I remember coming across a statistic a few years ago that if everyone in the Episcopal Church were living on welfare, and they were to give to the Church a tithe of 10%, the financial well being of the Church would shoot up sharply. There is more abundance in our lives than we can imagine if we pull together—giving out of abundance.
Here at this Cathedral, and I would guess in the home congregations of our visitors, we too are facing the challenges of a difficult financial time, and in this fall season of Stewardship and asking people to give, we will be asking people to stretch and be more generous if they can.
After all, if this Cathedral, and your own home congregations, do not serve as a place of healing in stressful times, a place where people can come to encounter God, and a place where they can bring their hopes and struggles and wounds, where will people go?
If we do not offer God’s love and wisdom to the harried people of this city and nation, where will they turn?
If we do not offer a moral vision of self-sacrifice and generosity today and to a new generation of young people, who will?
If we in this Cathedral or you in your home church do not bring people from across this and every city together to proclaim that an alienated, frightened society is a denial of a loving God, who will?
If we do not go the halls of government and to the shelters of our city to be Christ’s arms and hands, who will?
But if we can live like those airplane passengers, and those listeners on the hillside, we will know God’s abundance even in a time of scarcity, and can make an immense difference.
And I have to say, with the election approaching, I am praying that we will elect leaders who can bring the abundance out in us as a nation even in time of scarcity.

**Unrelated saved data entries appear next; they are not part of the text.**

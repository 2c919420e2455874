//! Attachments linked to a client-details record.

use std::fmt::{Display, Formatter};

use base64::Engine;
use base64::engine::general_purpose::STANDARD;
use serde::{Deserialize, Serialize};
use uuid::Uuid;

use crate::domain::types::{AttachmentId, AttachmentName, ClientDetailId, TypeConstraintError};

pub const PDF: &str = "application/pdf";
pub const JPEG: &str = "image/jpeg";
pub const PNG: &str = "image/png";
pub const MS_WORD: &str = "application/msword";
pub const OOXML_WORD: &str =
    "application/vnd.openxmlformats-officedocument.wordprocessingml.document";
pub const OCTET_STREAM: &str = "application/octet-stream";

/// Lower-cased extension after the last dot, if any.
pub fn extension(filename: &str) -> Option<String> {
    filename
        .rsplit_once('.')
        .map(|(_, ext)| ext.to_ascii_lowercase())
}

/// Content type inferred from the filename extension.
pub fn content_type_for(filename: &str) -> &'static str {
    match extension(filename).as_deref() {
        Some("pdf") => PDF,
        Some("jpg") | Some("jpeg") => JPEG,
        Some("png") => PNG,
        Some("doc") => MS_WORD,
        Some("docx") => OOXML_WORD,
        _ => OCTET_STREAM,
    }
}

/// Stable in-memory identity of an attachment, independent of persistence.
#[derive(Clone, Copy, Debug, PartialEq, Eq, Hash, Serialize, Deserialize)]
pub struct AttachmentKey(Uuid);

impl AttachmentKey {
    pub fn new() -> Self {
        Self(Uuid::new_v4())
    }

    pub fn parse(value: &str) -> Result<Self, TypeConstraintError> {
        Uuid::parse_str(value.trim())
            .map(Self)
            .map_err(|_| TypeConstraintError::InvalidValue(value.to_string()))
    }
}

impl Default for AttachmentKey {
    fn default() -> Self {
        Self::new()
    }
}

impl Display for AttachmentKey {
    fn fmt(&self, f: &mut Formatter<'_>) -> std::fmt::Result {
        write!(f, "{}", self.0)
    }
}

/// Binary content of an attachment together with its content type.
#[derive(Clone, Debug, PartialEq, Eq)]
pub struct AttachmentBlob {
    pub content_type: &'static str,
    pub bytes: Vec<u8>,
}

impl AttachmentBlob {
    /// Wraps raw bytes, tagging them with the type implied by `filename`.
    pub fn from_bytes(filename: &str, bytes: Vec<u8>) -> Self {
        Self {
            content_type: content_type_for(filename),
            bytes,
        }
    }

    /// Decodes a base64 payload as stored by the backend.
    pub fn from_base64(filename: &str, payload: &str) -> Result<Self, TypeConstraintError> {
        let bytes = STANDARD
            .decode(payload.trim())
            .map_err(|_| TypeConstraintError::InvalidPayload(filename.to_string()))?;
        Ok(Self::from_bytes(filename, bytes))
    }

    pub fn to_base64(&self) -> String {
        STANDARD.encode(&self.bytes)
    }

    pub fn len(&self) -> usize {
        self.bytes.len()
    }

    pub fn is_empty(&self) -> bool {
        self.bytes.is_empty()
    }
}

/// File metadata as returned by the backend.
#[derive(Clone, Debug, PartialEq, Eq, Serialize, Deserialize)]
pub struct StoredFile {
    pub id: AttachmentId,
    pub filename: AttachmentName,
    /// Base64 content; only present when the backend inlines it.
    pub filedata: Option<String>,
    pub client_details_id: Option<ClientDetailId>,
}

/// An attachment as tracked by the details form.
#[derive(Clone, Debug, PartialEq, Eq)]
pub struct Attachment {
    pub key: AttachmentKey,
    /// Present once the backend has stored the file.
    pub id: Option<AttachmentId>,
    pub filename: AttachmentName,
    pub client_details_id: Option<ClientDetailId>,
    /// Declared size for pending uploads; blob length otherwise.
    pub size: u64,
    /// In-memory content used for preview and upload.
    pub blob: Option<AttachmentBlob>,
}

impl Attachment {
    /// A freshly selected file whose content may still be loading.
    pub fn pending(filename: AttachmentName, size: u64) -> Self {
        Self {
            key: AttachmentKey::new(),
            id: None,
            filename,
            client_details_id: None,
            size,
            blob: None,
        }
    }

    /// Rebuilds a previewable attachment from a stored file.
    pub fn hydrate(file: StoredFile) -> Result<Self, TypeConstraintError> {
        let blob = file
            .filedata
            .as_deref()
            .filter(|payload| !payload.trim().is_empty())
            .map(|payload| AttachmentBlob::from_base64(file.filename.as_str(), payload))
            .transpose()?;

        Ok(Self {
            key: AttachmentKey::new(),
            id: Some(file.id),
            size: blob.as_ref().map_or(0, |b| b.len() as u64),
            filename: file.filename,
            client_details_id: file.client_details_id,
            blob,
        })
    }

    pub fn is_persisted(&self) -> bool {
        self.id.is_some()
    }

    pub fn content_type(&self) -> &'static str {
        content_type_for(self.filename.as_str())
    }
}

That means leaders who will reach across the divides of economics and partisanship and class and geography and call us to sacrifice, to undertake the disciplines we need to strengthen our economy, care for our climate, to make sure everyone has health care, that every child can get a decent education. I hope our new president will call for a generation of volunteerism and service unseen since the Depression years. There is an abundance of gifts and goodwill waiting to be called out of us for the sake of healing our nation and our world.
Jesus took the smallest of resources and created an abundance. He gave to God the things that were God’s and there was more than enough. And he promises to do that for us, our families, and our nation and world in the months ahead if we will trust him and offer what we have and who we are.
There does exist in our nation and world enough—food, shelter, income, clean air, medical treatment—for everyone, in our communities, in our world to live. The only question is, will we learn to live together the abundant life Jesus calls us to.
What a gift we’re being given now—in this hard time—to learn what real abundance is all about.